Long Live The King Anthology(30)
Author: Vivian Wood

I put my hand over my mouth to hide my smile, but it’s there, blinding and unstoppable. They’re so sweet together. Almost enough to break through the ice around me, even without Damon Scott around. Almost.

 

 

I read a well-worn copy of Quantitative Risk Analysis late into the night, past dog-ears and highlighted lines. Gabriel knows this book well. Only a few times do I stop and leave notes in the margins, adding to what his sprawling script has written.

Once I correct him, laying out my argument in a few lines, wondering if he’ll ever find this. They’re a different kind of breadcrumb. My kind.

By the time I get to the chapter on volatility in valuation, it’s midnight.

My eyelids slip lower and lower with every slow blink. I can’t think anymore tonight.

Can’t use the numbers to keep away the loneliness.

I reach over and flip off the lamp, dousing the room in shadows. I keep the bathroom light on all night, a holdover from the first days after the attack. From longer than that, if I’m honest. The light that slid between my plastic blinds was a comfort.
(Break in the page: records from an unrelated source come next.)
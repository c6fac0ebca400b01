//! Password lookup for the configured cloud account.
//!
//! Passwords never go into the config file. They come from `OS_PASSWORD`
//! or from the system keychain:
//! - macOS: Keychain Services
//! - Windows: Credential Manager
//! - Linux: Secret Service (GNOME Keyring, KDE Wallet)
//!
//! Keychain entries live under the service name `stackquota`, keyed by
//! `user@host` of the identity endpoint.

use keyring::Entry;
use tracing::debug;
use url::Url;

use crate::error::StoreError;

/// Keychain service name.
const SERVICE: &str = "stackquota";

/// Environment variable consulted before the keychain.
pub const PASSWORD_ENV: &str = "OS_PASSWORD";

/// Keychain account name for a user on an identity endpoint.
pub fn account_name(username: &str, auth_url: &Url) -> String {
    match auth_url.host_str() {
        Some(host) => format!("{username}@{host}"),
        None => username.to_string(),
    }
}

fn entry(account: &str) -> Result<Entry, StoreError> {
    Entry::new(SERVICE, account).map_err(|e| StoreError::Keychain(e.to_string()))
}

/// Stores a password in the keychain.
pub fn store_password(account: &str, password: &str) -> Result<(), StoreError> {
    entry(account)?
        .set_password(password)
        .map_err(|e| StoreError::Keychain(format!("Failed to store password: {e}")))?;

    debug!(account, "Password stored in keychain");
    Ok(())
}

/// Reads a password from the keychain. A missing entry is `Ok(None)`.
pub fn get_password(account: &str) -> Result<Option<String>, StoreError> {
    match entry(account)?.get_password() {
        Ok(password) if !password.is_empty() => {
            debug!(account, "Password retrieved from keychain");
            Ok(Some(password))
        }
        Ok(_) | Err(keyring::Error::NoEntry) => Ok(None),
        Err(e) => Err(StoreError::Keychain(e.to_string())),
    }
}

/// Deletes a password from the keychain. Deleting a missing entry succeeds.
pub fn delete_password(account: &str) -> Result<(), StoreError> {
    match entry(account)?.delete_credential() {
        Ok(()) | Err(keyring::Error::NoEntry) => {
            debug!(account, "Password removed from keychain");
            Ok(())
        }
        Err(e) => Err(StoreError::Keychain(format!("Failed to delete password: {e}"))),
    }
}

/// Resolves the password for `account`: `env_password` first, then the
/// keychain.
pub fn resolve_password(
    account: &str,
    env_password: Option<String>,
) -> Result<String, StoreError> {
    if let Some(password) = env_password.filter(|p| !p.is_empty()) {
        debug!("Using password from environment");
        return Ok(password);
    }

    get_password(account)?.ok_or(StoreError::MissingSetting {
        setting: "password",
        env_var: PASSWORD_ENV,
    })
}

#[cfg(test)]
mod tests {
    use super::*;

    #[test]
    fn test_account_name_uses_host() {
        let url = Url::parse("https://keystone.example.com:5000/v3").unwrap();
        assert_eq!(account_name("admin", &url), "admin@keystone.example.com");
    }

    #[test]
    fn test_env_password_wins() {
        let password = resolve_password("admin@nowhere", Some("secret".to_string())).unwrap();
        assert_eq!(password, "secret");
    }

    // Keychain round-trips need a platform secret store and are left to
    // manual testing.
}
//! Backend services and the quota fields they own.

use serde::{Deserialize, Serialize};
use std::collections::BTreeSet;
use std::fmt;

/// Quota fields owned by the compute service (Nova).
pub const NOVA_QUOTA_FIELDS: &[&str] = &[
    "metadata_items",
    "cores",
    "instances",
    "injected_files",
    "injected_file_content_bytes",
    "injected_file_path_bytes",
    "key_pairs",
    "ram",
    "server_groups",
    "server_group_members",
];

/// Quota fields owned by the block-storage service (Cinder).
pub const CINDER_QUOTA_FIELDS: &[&str] = &["volumes", "snapshots", "gigabytes"];

/// Quota fields owned by the network service (Neutron).
pub const NEUTRON_QUOTA_FIELDS: &[&str] = &[
    "network",
    "subnet",
    "port",
    "router",
    "floatingip",
    "security_group",
    "security_group_rule",
];

/// Every quota field known to `StackQuota`.
pub fn all_quota_fields() -> BTreeSet<&'static str> {
    ServiceKind::all()
        .iter()
        .flat_map(|service| service.quota_fields().iter().copied())
        .collect()
}

// ============================================================================
// Service Kind
// ============================================================================

/// A backend service that contributes quota fields.
#[derive(Debug, Clone, Copy, PartialEq, Eq, Hash, PartialOrd, Ord, Serialize, Deserialize)]
#[serde(rename_all = "lowercase")]
pub enum ServiceKind {
    /// Compute (Nova).
    Compute,
    /// Block storage (Cinder).
    Volume,
    /// Networking (Neutron).
    Network,
}

impl ServiceKind {
    /// All services, in the order their results are merged.
    pub fn all() -> &'static [ServiceKind] {
        &[ServiceKind::Compute, ServiceKind::Network, ServiceKind::Volume]
    }

    /// The generic service name used by availability checks.
    pub fn as_str(&self) -> &'static str {
        match self {
            Self::Compute => "compute",
            Self::Volume => "volume",
            Self::Network => "network",
        }
    }

    /// The OpenStack project implementing this service.
    pub fn project_name(&self) -> &'static str {
        match self {
            Self::Compute => "Nova",
            Self::Volume => "Cinder",
            Self::Network => "Neutron",
        }
    }

    /// Quota fields owned by this service.
    pub fn quota_fields(&self) -> &'static [&'static str] {
        match self {
            Self::Compute => NOVA_QUOTA_FIELDS,
            Self::Volume => CINDER_QUOTA_FIELDS,
            Self::Network => NEUTRON_QUOTA_FIELDS,
        }
    }

    /// Returns true if this service owns `field`.
    pub fn owns(&self, field: &str) -> bool {
        self.quota_fields().contains(&field)
    }

    /// Finds the service owning `field`.
    pub fn owner_of(field: &str) -> Option<ServiceKind> {
        Self::all().iter().copied().find(|service| service.owns(field))
    }

    /// Parses a service name as accepted on the command line.
    pub fn from_name(name: &str) -> Option<ServiceKind> {
        match name.to_lowercase().as_str() {
            "compute" | "nova" => Some(Self::Compute),
            "volume" | "cinder" | "block-storage" => Some(Self::Volume),
            "network" | "neutron" => Some(Self::Network),
            _ => None,
        }
    }
}

impl fmt::Display for ServiceKind {
    fn fmt(&self, f: &mut fmt::Formatter<'_>) -> fmt::Result {
        write!(f, "{}", self.as_str())
    }
}

// ============================================================================
// Service Availability
// ============================================================================

/// Which backend services are deployed.
#[derive(Debug, Clone, Copy, Default, PartialEq, Eq, Serialize, Deserialize)]
pub struct ServiceAvailability {
    /// Compute is deployed.
    pub compute: bool,
    /// Block storage is deployed.
    pub volume: bool,
    /// Networking is deployed.
    pub network: bool,
}

impl ServiceAvailability {
    /// Returns whether `service` is deployed.
    pub fn is_enabled(&self, service: ServiceKind) -> bool {
        match service {
            ServiceKind::Compute => self.compute,
            ServiceKind::Volume => self.volume,
            ServiceKind::Network => self.network,
        }
    }

    /// Deployed services, in merge order.
    pub fn enabled(&self) -> impl Iterator<Item = ServiceKind> + '_ {
        ServiceKind::all()
            .iter()
            .copied()
            .filter(|service| self.is_enabled(*service))
    }
}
And the heavy drapes in this house, the tinting on the rooms, the luxury of darkness that rich people seem to crave sometimes feels like a muzzle.

Sleep laps its gentle waves against me. There are no strong currents on the surface. It’s deceptive, how softly it lulls me. How many times will I believe and hope and pray to find peace there? To drift on the lazy river of my mind.

No matter how softly it begins I’m always dragged under.

The dream comes in a tidal wave, wrapping my body in terror.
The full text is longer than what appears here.